3. Other significant concerns:

a). The author used the Stampy package to simulate the reads from the BRCA1 region. What was the reason that this particular read simulator was used, and not another one that is independent from all aligners involved? E.g., the Mason simulator is considered to be relatively realistic. The Stampy simulator might give an unfair advantage to the Stampy aligner.

b). Why did the author align the simulated reads only to chromosome 17? If this is supposed to simulate a targeted sequencing experiment, why not just align to the BRCA1 region, which is far, far smaller than the entire chromosome? A much more realistic design would be to align to the whole human genome, which is normally done for real data where contamination from other parts of the genome is common. The author should also specify how he obtained the index required by the different aligners, and how long it took to create such an index (from the running times of the programs presented in the paper I assume this time was not included).
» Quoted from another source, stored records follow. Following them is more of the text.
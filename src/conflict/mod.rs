//! Conflict detector
//!
//! Pairwise screening of rule verdicts. Two parsed verdicts conflict when
//! they target the same action with `{Obligated, Rejected}` or
//! `{Allowed, Rejected}`. A conflict is resolvable when one rule's premises
//! are a strict subset of the other's: the more specific rule overrides the
//! more general one at evaluation time. The detector only certifies that
//! such an override relation exists; it never applies it.
//!
//! Unresolvable conflicts block publication.

use serde::{Deserialize, Serialize};

use crate::rules::{Rule, Verdict};

/// A contradictory pair of rules.
#[derive(Debug, Clone, PartialEq, Eq, Serialize, Deserialize)]
pub struct ConflictWarning {
    pub rule_a_id: String,
    pub rule_b_id: String,
    pub action: String,
    pub verdict_a: String,
    pub verdict_b: String,
    pub resolvable: bool,
}

impl ConflictWarning {
    /// Human-readable one-liner used in logs and error messages.
    pub fn describe(&self) -> String {
        format!(
            "{} [{}] vs {} [{}] on {}{}",
            self.rule_a_id,
            self.verdict_a,
            self.rule_b_id,
            self.verdict_b,
            self.action,
            if self.resolvable {
                " (resolvable by specificity)"
            } else {
                ""
            }
        )
    }
}

/// Screens every unordered pair of rules with parseable outcomes.
///
/// Warnings are emitted in input order: for rules at positions `i < j`,
/// rule `i` is `rule_a`. O(n²) in rule count.
pub fn detect_conflicts(rules: &[Rule]) -> Vec<ConflictWarning> {
    let parsed: Vec<(&Rule, Verdict)> = rules
        .iter()
        .filter_map(|r| r.verdict().map(|v| (r, v)))
        .collect();

    let mut warnings = Vec::new();
    for (i, (rule_a, verdict_a)) in parsed.iter().enumerate() {
        for (rule_b, verdict_b) in parsed.iter().skip(i + 1) {
            if !verdict_a.conflicts_with(verdict_b) {
                continue;
            }
            let a = rule_a.premises();
            let b = rule_b.premises();
            let resolvable = a != b && (a.is_subset(b) || b.is_subset(a));
            warnings.push(ConflictWarning {
                rule_a_id: rule_a.rule_id().to_string(),
                rule_b_id: rule_b.rule_id().to_string(),
                action: verdict_a.action.clone(),
                verdict_a: verdict_a.to_string(),
                verdict_b: verdict_b.to_string(),
                resolvable,
            });
        }
    }
    warnings
}

/// Returns only the conflicts that cannot be resolved by specificity.
pub fn unresolvable(warnings: &[ConflictWarning]) -> Vec<ConflictWarning> {
    warnings.iter().filter(|w| !w.resolvable).cloned().collect()
}

#[cfg(test)]
mod tests {
    use super::*;

    fn rule(id: &str, premises: &[&str], outcome: &str) -> Rule {
        Rule::new(id, premises.iter().copied(), outcome, "")
    }

    #[test]
    fn test_strict_subset_is_resolvable() {
        let rules = vec![
            rule("specific", &["A", "B"], "Obligated(Action.X)"),
            rule("general", &["A"], "Rejected(Action.X)"),
        ];
        let warnings = detect_conflicts(&rules);
        assert_eq!(warnings.len(), 1);
        assert!(warnings[0].resolvable);
        assert_eq!(warnings[0].rule_a_id, "specific");
        assert_eq!(warnings[0].action, "Action.X");
        assert_eq!(warnings[0].verdict_b, "Rejected(Action.X)");
    }

    #[test]
    fn test_incomparable_premises_are_unresolvable() {
        let rules = vec![
            rule("r1", &["A", "B"], "Allowed(Action.X)"),
            rule("r2", &["C"], "Rejected(Action.X)"),
        ];
        let warnings = detect_conflicts(&rules);
        assert_eq!(warnings.len(), 1);
        assert!(!warnings[0].resolvable);
        assert_eq!(unresolvable(&warnings).len(), 1);
    }

    #[test]
    fn test_equal_premises_are_unresolvable() {
        let rules = vec![
            rule("r1", &["A"], "Obligated(Action.X)"),
            rule("r2", &["A"], "Rejected(Action.X)"),
        ];
        assert!(!detect_conflicts(&rules)[0].resolvable);
    }

    #[test]
    fn test_non_conflicting_kinds_and_actions_are_ignored() {
        let rules = vec![
            rule("r1", &["A"], "Obligated(Action.X)"),
            rule("r2", &["A"], "Allowed(Action.X)"),
            rule("r3", &["A"], "Disallowed(Action.X)"),
            rule("r4", &["A"], "Rejected(Action.Y)"),
        ];
        assert!(detect_conflicts(&rules).is_empty());
    }

    #[test]
    fn test_unparseable_rules_are_inert() {
        let rules = vec![
            rule("r1", &["A"], "Obligated(Action.X)"),
            rule("r2", &["A"], "Reject Action.X"),
        ];
        assert!(detect_conflicts(&rules).is_empty());
    }

    #[test]
    fn test_describe_mentions_both_rules() {
        let rules = vec![
            rule("r1", &["A"], "Obligated(Action.X)"),
            rule("r2", &["B"], "Rejected(Action.X)"),
        ];
        let text = detect_conflicts(&rules)[0].describe();
        assert!(text.contains("r1"));
        assert!(text.contains("r2"));
        assert!(!text.contains("resolvable"));
    }
}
c). The way the programs were run is completely unclear, since no command line options are provided. Besides a step required to create an index (see above), some of the aligners require two steps to be run (e.g. BWA requires both an ‘aln’ and a ‘samse/sampe’ commands to be run; Stampy can be run in a hybrid version with a BWA option first). Were both of these steps included in the running times presented? Most of these programs have many options that can increase their sensitivity at the cost (sometimes small, sometimes not) of increased run time.

d). The author makes a technical error in classifying aligners into two categories, “based on either hash tables or suffix trees.” The Burrows-Wheeler Transform (the basis of Bowtie, BWA, and SOAP2) is simply not a suffix tree. Further, it is not only simplistic but incorrect to state that hash-based programs are generally more sensitive, while the ones based on suffix trees are faster. That is wrong in multiple ways; there are many examples of hash-based approaches that are fast but not sensitive, and suffix-tree approaches don’t have to be faster. These features (speed/sensitivity) depend much more on the numerous implementation details, of which the author appears to be unaware.

e). The two wrapper scripts (sam2bam.sh and gatk.sh) that the author mentions that he made available do not seem to be present.

f). Each of the 67 data sets presented in the paper include 20 SNPs and 13 indels. Why use 67 data sets? And why have exactly the same number of SNPs and indels in each one? What criteria were used to include these particular numbers of SNPs and indels? Since each data set is representative for only one variant of the BRCA1 gene, how likely it is that in real data these 20 SNPs and 13 indels will appear at the same time in the gene? This is an unrealistic data set that has a bizarrely skewed bias.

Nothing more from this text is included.